//! Loaded modules and the registry that owns them

use serde::Serialize;
use std::collections::HashMap;
use std::fmt;
use std::path::{Path, PathBuf};

/// Where a loaded module came from
#[derive(Debug, Clone, PartialEq, Eq, Serialize)]
#[serde(tag = "kind", rename_all = "snake_case")]
pub enum ModuleOrigin {
    /// Listed by identifier in a package group
    Declared {
        package: String,
        list: String,
        identifier: String,
    },
    /// Found by scanning a discovery group's directory
    Discovered { group: String, file_name: String },
}

impl ModuleOrigin {
    pub fn declared(
        package: impl Into<String>,
        list: impl Into<String>,
        identifier: impl Into<String>,
    ) -> Self {
        ModuleOrigin::Declared {
            package: package.into(),
            list: list.into(),
            identifier: identifier.into(),
        }
    }

    pub fn discovered(group: impl Into<String>, file_name: impl Into<String>) -> Self {
        ModuleOrigin::Discovered {
            group: group.into(),
            file_name: file_name.into(),
        }
    }

    /// Name of the group that produced the module
    pub fn group(&self) -> &str {
        match self {
            ModuleOrigin::Declared { package, .. } => package,
            ModuleOrigin::Discovered { group, .. } => group,
        }
    }
}

impl fmt::Display for ModuleOrigin {
    fn fmt(&self, f: &mut fmt::Formatter<'_>) -> fmt::Result {
        match self {
            ModuleOrigin::Declared {
                package,
                list,
                identifier,
            } => write!(f, "{package}/{list}/{identifier}"),
            ModuleOrigin::Discovered { group, file_name } => write!(f, "{group}/{file_name}"),
        }
    }
}

/// A module file whose contents have been read into the registry
#[derive(Debug, Clone, PartialEq, Eq, Serialize)]
pub struct LoadedModule {
    pub origin: ModuleOrigin,
    /// Phase the module was loaded in
    pub phase: String,
    /// Resolved absolute path
    pub path: PathBuf,
    #[serde(skip_serializing)]
    pub source: String,
}

impl LoadedModule {
    pub fn new(
        origin: ModuleOrigin,
        phase: impl Into<String>,
        path: impl Into<PathBuf>,
        source: impl Into<String>,
    ) -> Self {
        Self {
            origin,
            phase: phase.into(),
            path: path.into(),
            source: source.into(),
        }
    }

    /// Size of the module source in bytes
    pub fn size(&self) -> usize {
        self.source.len()
    }
}

/// Registry of every module loaded during initialization.
///
/// Modules are kept in load order. A path can only be registered once, which
/// is what gives the loader its at-most-once guarantee.
///
/// # Examples
///
/// ```
/// use loader_domain::{LoadedModule, ModuleOrigin, ModuleRegistry};
///
/// let mut registry = ModuleRegistry::new();
/// let module = LoadedModule::new(
///     ModuleOrigin::declared("models", "models", "UserModel"),
///     "models",
///     "/app/src/main/php/models/UserModel.php",
///     "<?php class UserModel {}",
/// );
///
/// assert!(registry.register(module.clone()));
/// assert!(!registry.register(module));
/// assert_eq!(registry.len(), 1);
/// ```
#[derive(Debug, Clone, Default, Serialize)]
pub struct ModuleRegistry {
    modules: Vec<LoadedModule>,
    #[serde(skip)]
    by_path: HashMap<PathBuf, usize>,
}

impl ModuleRegistry {
    pub fn new() -> Self {
        Self::default()
    }

    /// Register a module, returning `false` if its path is already present.
    pub fn register(&mut self, module: LoadedModule) -> bool {
        if self.by_path.contains_key(&module.path) {
            return false;
        }
        self.by_path.insert(module.path.clone(), self.modules.len());
        self.modules.push(module);
        true
    }

    pub fn contains(&self, path: &Path) -> bool {
        self.by_path.contains_key(path)
    }

    pub fn get(&self, path: &Path) -> Option<&LoadedModule> {
        self.by_path.get(path).map(|&index| &self.modules[index])
    }

    /// Look up a declared module by package, list and identifier
    pub fn find_declared(
        &self,
        package: &str,
        list: &str,
        identifier: &str,
    ) -> Option<&LoadedModule> {
        self.modules.iter().find(|module| {
            matches!(
                &module.origin,
                ModuleOrigin::Declared { package: p, list: l, identifier: i }
                    if p == package && l == list && i == identifier
            )
        })
    }

    /// Modules loaded in `phase`, in load order
    pub fn in_phase<'a>(&'a self, phase: &'a str) -> impl Iterator<Item = &'a LoadedModule> + 'a {
        self.modules.iter().filter(move |module| module.phase == phase)
    }

    /// All modules in load order
    pub fn modules(&self) -> &[LoadedModule] {
        &self.modules
    }

    pub fn iter(&self) -> std::slice::Iter<'_, LoadedModule> {
        self.modules.iter()
    }

    pub fn len(&self) -> usize {
        self.modules.len()
    }

    pub fn is_empty(&self) -> bool {
        self.modules.is_empty()
    }

    /// Total bytes of loaded source
    pub fn total_size(&self) -> usize {
        self.modules.iter().map(LoadedModule::size).sum()
    }
}

impl<'a> IntoIterator for &'a ModuleRegistry {
    type Item = &'a LoadedModule;
    type IntoIter = std::slice::Iter<'a, LoadedModule>;

    fn into_iter(self) -> Self::IntoIter {
        self.iter()
    }
}

#[cfg(test)]
mod tests {
    use super::*;

    fn module(phase: &str, identifier: &str) -> LoadedModule {
        LoadedModule::new(
            ModuleOrigin::declared(phase, phase, identifier),
            phase,
            format!("/app/php/{phase}/{identifier}.php"),
            format!("<?php // {identifier}"),
        )
    }

    #[test]
    fn test_register_rejects_same_path() {
        let mut registry = ModuleRegistry::new();
        assert!(registry.register(module("models", "UserModel")));
        assert!(!registry.register(module("models", "UserModel")));
        assert_eq!(registry.len(), 1);
    }

    #[test]
    fn test_modules_keep_load_order() {
        let mut registry = ModuleRegistry::new();
        registry.register(module("models", "UserModel"));
        registry.register(module("models", "OrderModel"));
        registry.register(module("repository", "UserRepository"));

        let order: Vec<String> = registry.iter().map(|m| m.origin.to_string()).collect();
        assert_eq!(
            order,
            vec![
                "models/models/UserModel",
                "models/models/OrderModel",
                "repository/repository/UserRepository"
            ]
        );
    }

    #[test]
    fn test_lookup_by_path_and_origin() {
        let mut registry = ModuleRegistry::new();
        registry.register(module("models", "UserModel"));

        let path = Path::new("/app/php/models/UserModel.php");
        assert!(registry.contains(path));
        assert_eq!(registry.get(path).unwrap().phase, "models");
        assert!(registry.find_declared("models", "models", "UserModel").is_some());
        assert!(registry.find_declared("models", "models", "OrderModel").is_none());
    }

    #[test]
    fn test_in_phase_filters() {
        let mut registry = ModuleRegistry::new();
        registry.register(module("models", "UserModel"));
        registry.register(module("views", "Home"));
        assert_eq!(registry.in_phase("views").count(), 1);
        assert_eq!(registry.in_phase("core").count(), 0);
    }

    #[test]
    fn test_discovered_origin_display() {
        let origin = ModuleOrigin::discovered("generated", "UserDto.php");
        assert_eq!(origin.to_string(), "generated/UserDto.php");
        assert_eq!(origin.group(), "generated");
    }

    #[test]
    fn test_serialization_omits_source() {
        let mut registry = ModuleRegistry::new();
        registry.register(module("models", "UserModel"));

        let value = serde_json::to_value(&registry).unwrap();
        let first = &value["modules"][0];
        assert_eq!(first["origin"]["kind"], "declared");
        assert_eq!(first["origin"]["identifier"], "UserModel");
        assert!(first.get("source").is_none());
    }
}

WHAT THIS TASK INVOLVES: What is needed is every line of the records above that contains the word "Serialize".

EXERCISE SOLUTION:
use serde::Serialize;
#[derive(Debug, Clone, PartialEq, Eq, Serialize)]
#[derive(Debug, Clone, PartialEq, Eq, Serialize)]
#[derive(Debug, Clone, Default, Serialize)]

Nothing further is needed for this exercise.